Ouija: una práctica fascinante 1

Una fiesta, no un entierro

•Atención a las fases de la Luna. Las comunicaciones más claras, inspiradas y emocionantes (también a veces las más sugestivas y, en ocasiones, las más peligrosas) suelen coincidir cuando la Luna llena brilla en todo su esplendor. Si se trata de jugar a la «ouija» sistemática y sucesivamente, lo mejor es adecuar el ritmo de las sesiones al movimiento creciente de la Luna.
• El campo, especialmente la montaña y de modo particular la orilla del mar si se trata de un rincón apartado, es el lugar ideal para establecer este tipo de comunicaciones. Psíquicamente, la ciudad no es buena para nada, y para esto tampoco. De todas formas, si no le queda más remedio que experimentar en una gran urbe, lo mejor es hacerlo en una zona tranquila y silenciosa hasta donde sea posible, y si es en un ático, mejor.
• Nuevas vibraciones equivalen a buenas comunicaciones. Como todo en este mundo, lo semejante atrae a lo semejante.
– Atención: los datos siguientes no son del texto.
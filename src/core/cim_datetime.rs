// CIM DATETIME conversion: `yyyymmddHHMMSS.mmmmmmsUUU`, where `s` is the
// sign and `UUU` the offset from UTC in minutes. Any field may be filled with
// `*` to mark it as unused.

use crate::error::{PnpError, Result};
use chrono::{DateTime, NaiveDate, TimeDelta, TimeZone, Utc};

const CIM_DATETIME_LEN: usize = 25;

/// One numeric field: `Some(value)` for digits, `None` for an all-`*` field
fn field(text: &str) -> std::result::Result<Option<u32>, ()> {
    if text.bytes().all(|b| b == b'*') {
        return Ok(None);
    }
    if !text.bytes().all(|b| b.is_ascii_digit()) {
        return Err(());
    }
    text.parse().map(Some).map_err(|_| ())
}

/// Parse a CIM datetime into UTC.
///
/// Wildcard fields take their lowest value: year 1, month and day 1,
/// time fields and microseconds 0. A wildcard offset means UTC.
pub fn parse_cim_datetime(value: &str) -> Result<DateTime<Utc>> {
    let value = value.trim();
    let invalid = || PnpError::date_time(value);

    if value.len() != CIM_DATETIME_LEN || !value.is_ascii() || &value[14..15] != "." {
        return Err(invalid());
    }

    let parse = |range: std::ops::Range<usize>, default: u32| {
        field(&value[range]).map(|v| v.unwrap_or(default)).map_err(|_| invalid())
    };

    let year = parse(0..4, 1)?;
    let month = parse(4..6, 1)?;
    let day = parse(6..8, 1)?;
    let hour = parse(8..10, 0)?;
    let minute = parse(10..12, 0)?;
    let second = parse(12..14, 0)?;
    let micros = parse(15..21, 0)?;
    let offset = parse(22..25, 0)? as i64;

    let offset = match &value[21..22] {
        "+" => offset,
        "-" => -offset,
        _ => return Err(invalid()),
    };

    let naive = NaiveDate::from_ymd_opt(year as i32, month, day)
        .and_then(|date| date.and_hms_micro_opt(hour, minute, second, micros))
        .ok_or_else(invalid)?;

    let utc = naive - TimeDelta::minutes(offset);
    Ok(Utc.from_utc_datetime(&utc))
}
Si usted está de buen ánimo, si se siente cordial, receptivo y dispuesto a comunicar una cierta dosis de calor humano a todo cuanto le rodee, no dude que la sesión de «ouija» constituirá un éxito tan completo como provechoso.
• No se desanime si las primeras sesiones no son todo lo satisfactorias que se espera. Se requiere un cierto entrenamiento, que da la práctica, un poco de paciencia y algo de tenacidad. No prolongue nunca las sesiones cuando aparezcan los primeros síntomas de fatiga nerviosa. Con la práctica, comprobará que el vaso o la plancha van desanquilosándose por sí solos y no tardarán en moverse con sorprendente soltura. Pero no «empuje» a los acontecimientos ni fuerce las circunstancias. La fluidez es algo que nace con toda espontaneidad si no se le oponen obstáculos. Imagínese que la mesa es una pista de hielo…

Nadie debería experimentar el más ligero temor al acercarse por primera vez a la ouija, ya que, pese a cierta literatura descalificadora, se trata de un juego inocuo a poco que los participantes sean personas normales y gocen de una dosis habitual de sentido común. Y ello, independientemente de cuáles sean las opiniones personales sobre la posible existencia o no de los «espíritus» desencarnados.